漸く、俺の方へと顔を向けたみょうじさんは、感情の色が乗っていない瞳で俺を見た。だが、それも一瞬の事で、俺を見るやいつもと変わりない顔でからりと笑った。湿度を伴わない気持ちの良い笑顔…とでも言うんだろうか。だけどそれは、随分と扱い慣れた様子の作り笑いに見えた。
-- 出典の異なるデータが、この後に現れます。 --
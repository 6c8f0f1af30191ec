//! Serialized transaction -> ordered raw instructions.
//!
//! The wire format carries no schema tag, so decoding probes formats in a
//! fixed order: base58 text, base64 text, then the versioned binary layout,
//! then the legacy one. Decoding fails only on structurally invalid byte
//! streams; instruction data it cannot semantically interpret passes through
//! untouched for the classifier to deal with.

use solana_message::compiled_instruction::CompiledInstruction;
use solana_pubkey::Pubkey;
use solana_transaction::Transaction;
use solana_transaction::versioned::VersionedTransaction;

use crate::error::Error;
use crate::types::RawInstruction;

pub fn decode(serialized: &[u8]) -> Result<Vec<RawInstruction>, Error> {
    if serialized.is_empty() {
        return Err(Error::Decode {
            reason: "empty input".to_string(),
        });
    }

    if let Ok(text) = std::str::from_utf8(serialized) {
        let trimmed = text.trim();

        if let Ok(bytes) = bs58::decode(trimmed).into_vec() {
            match decode_binary(&bytes) {
                Ok(instructions) => return Ok(instructions),
                Err(e) => tracing::debug!("base58 payload is not a transaction: {e}"),
            }
        }

        if let Ok(bytes) = base64::decode(trimmed) {
            match decode_binary(&bytes) {
                Ok(instructions) => return Ok(instructions),
                Err(e) => tracing::debug!("base64 payload is not a transaction: {e}"),
            }
        }
    }

    decode_binary(serialized)
}

fn decode_binary(bytes: &[u8]) -> Result<Vec<RawInstruction>, Error> {
    match bincode::deserialize::<VersionedTransaction>(bytes) {
        Ok(tx) => Ok(extract(
            tx.message.static_account_keys(),
            tx.message.instructions(),
        )),
        Err(versioned_err) => match bincode::deserialize::<Transaction>(bytes) {
            Ok(tx) => Ok(extract(&tx.message.account_keys, &tx.message.instructions)),
            Err(_) => Err(Error::Decode {
                reason: format!("not a versioned or legacy transaction: {versioned_err}"),
            }),
        },
    }
}

fn extract(account_keys: &[Pubkey], instructions: &[CompiledInstruction]) -> Vec<RawInstruction> {
    let mut result = Vec::with_capacity(instructions.len());
    for compiled in instructions {
        let program_idx = compiled.program_id_index as usize;
        let Some(program_id) = account_keys.get(program_idx) else {
            // Index into an address lookup table we cannot resolve offline.
            tracing::debug!(program_idx, "skipping instruction with unresolvable program id");
            continue;
        };

        // Indices into lookup-table-loaded keys cannot be resolved offline;
        // keep their positions so account roles do not shift.
        let keys = compiled
            .accounts
            .iter()
            .map(|idx| {
                account_keys
                    .get(*idx as usize)
                    .map_or_else(|| "unknown".to_string(), |key| key.to_string())
            })
            .collect();

        result.push(RawInstruction {
            program_id: program_id.to_string(),
            account_keys: keys,
            data: compiled.data.clone(),
        });
    }
    result
}

#[cfg(test)]
#[expect(clippy::unwrap_used, reason = "test assertions")]
mod tests {
    use super::*;
    use solana_instruction::{AccountMeta, Instruction};
    use solana_message::{Message, MessageHeader, VersionedMessage, v0};

    fn transfer_tx(lamports: u64) -> Transaction {
        let payer = Pubkey::new_unique();
        let recipient = Pubkey::new_unique();
        let system_program: Pubkey = crate::registry::SYSTEM_PROGRAM_ID.parse().unwrap();

        let mut data = 2u32.to_le_bytes().to_vec();
        data.extend_from_slice(&lamports.to_le_bytes());

        let ix = Instruction {
            program_id: system_program,
            accounts: vec![
                AccountMeta::new(payer, true),
                AccountMeta::new(recipient, false),
            ],
            data,
        };
        let message = Message::new(&[ix], Some(&payer));
        Transaction::new_unsigned(message)
    }

    #[test]
    fn decodes_legacy_binary_transaction() {
        let tx = transfer_tx(1_500_000_000);
        let bytes = bincode::serialize(&tx).unwrap();

        let instructions = decode(&bytes).unwrap();
        assert_eq!(instructions.len(), 1);
        assert_eq!(instructions[0].program_id, crate::registry::SYSTEM_PROGRAM_ID);
        assert_eq!(instructions[0].account_keys.len(), 2);
        assert_eq!(instructions[0].data[..4], 2u32.to_le_bytes());
    }

    #[test]
    fn decodes_versioned_transaction() {
        let tx = transfer_tx(42);
        let versioned = VersionedTransaction {
            signatures: tx.signatures.clone(),
            message: VersionedMessage::Legacy(tx.message),
        };
        let bytes = bincode::serialize(&versioned).unwrap();

        let instructions = decode(&bytes).unwrap();
        assert_eq!(instructions.len(), 1);
        assert_eq!(instructions[0].program_id, crate::registry::SYSTEM_PROGRAM_ID);
    }

    #[test]
    fn lookup_table_account_indices_keep_their_positions() {
        let payer = Pubkey::new_unique();
        let destination = Pubkey::new_unique();
        let token_program: Pubkey = crate::registry::TOKEN_PROGRAM_ID.parse().unwrap();

        let mut data = vec![12u8];
        data.extend_from_slice(&1_250_000u64.to_le_bytes());
        data.push(6);

        // TransferChecked accounts [source, mint, destination, authority];
        // the mint (index 3) resolves through an address lookup table.
        let message = v0::Message {
            header: MessageHeader {
                num_required_signatures: 1,
                num_readonly_signed_accounts: 0,
                num_readonly_unsigned_accounts: 1,
            },
            account_keys: vec![payer, destination, token_program],
            recent_blockhash: Default::default(),
            instructions: vec![CompiledInstruction {
                program_id_index: 2,
                accounts: vec![0, 3, 1, 0],
                data,
            }],
            address_table_lookups: vec![v0::MessageAddressTableLookup {
                account_key: Pubkey::new_unique(),
                writable_indexes: vec![],
                readonly_indexes: vec![0],
            }],
        };
        let versioned = VersionedTransaction {
            signatures: vec![],
            message: VersionedMessage::V0(message),
        };
        let bytes = bincode::serialize(&versioned).unwrap();

        let instructions = decode(&bytes).unwrap();
        assert_eq!(instructions.len(), 1);
        let keys = &instructions[0].account_keys;
        assert_eq!(keys.len(), 4);
        assert_eq!(keys[0], payer.to_string());
        assert_eq!(keys[1], "unknown");
        assert_eq!(keys[2], destination.to_string());
        assert_eq!(keys[3], payer.to_string());
    }

    #[test]
    fn decodes_base58_and_base64_text_payloads() {
        let tx = transfer_tx(7);
        let bytes = bincode::serialize(&tx).unwrap();

        let b58 = bs58::encode(&bytes).into_string();
        assert_eq!(decode(b58.as_bytes()).unwrap().len(), 1);

        let b64 = base64::encode(&bytes);
        assert_eq!(decode(b64.as_bytes()).unwrap().len(), 1);
    }

    #[test]
    fn opaque_instruction_data_is_not_a_decode_failure() {
        let payer = Pubkey::new_unique();
        let ix = Instruction {
            program_id: Pubkey::new_unique(),
            accounts: vec![AccountMeta::new(payer, true)],
            data: vec![0xde, 0xad, 0xbe, 0xef, 0x99],
        };
        let message = Message::new(&[ix], Some(&payer));
        let bytes = bincode::serialize(&Transaction::new_unsigned(message)).unwrap();

        let instructions = decode(&bytes).unwrap();
        assert_eq!(instructions.len(), 1);
        assert_eq!(instructions[0].data, vec![0xde, 0xad, 0xbe, 0xef, 0x99]);
    }

    #[test]
    fn malformed_bytes_fail_with_decode_error() {
        let result = decode(&[0x01, 0x02, 0x03]);
        assert!(matches!(result, Err(Error::Decode { .. })));

        assert!(matches!(decode(&[]), Err(Error::Decode { .. })));
        assert!(matches!(
            decode(b"definitely not a transaction"),
            Err(Error::Decode { .. })
        ));
    }
}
「三輪君がそんな顔しなくていいんだよ。お話、聞いてくれて有難うね。」


よしよし、と優しい手付きで甘やかす様に頭を撫でられる。恐らく、妹さんもこうやって撫でていたんだろう。
そう思うと、胸の辺りがやけに重たくなった様な気がして、今度こそ、今度こそ。この人の事を正しく守りたいと、強くそう思った。何から、と聞かれたら「全部から」と答えられるように。以前、掴まれそうで怖いからと言っていた、肩よりも上で切られている短い髪の毛先を指先で撫でた。


「わ、……ふふ、なあに?」
「髪、伸ばしたらどうだ。」
「うーん、でもなあ。」
「長い髪が好きなんだろ。」
「うん、でも、トリオン体で充分かなあ。」
「…もう誰にも掴まれたり何かしない様に、俺が傍に居る。」


だから、と、これではまるで懇願だ。結局、縋り付いてるのは俺の方なのだと思い知らされる。それでも、縋り付く俺の手を振り解けない事は知っているから、


「はは、じゃあ、格好良い事言ってくれた三輪君を信じて、伸ばしてみようかな。」


ぱちぱちと瞳を瞬かせてから眉尻を垂らして、少し不安そうな顔を浮かべながらも承諾してくれたみょうじさんの毛先を、軽く摘む。これから先、少しずつ伸びていくこの髪が、俺がみょうじさんを守れているという証明になるんだろう。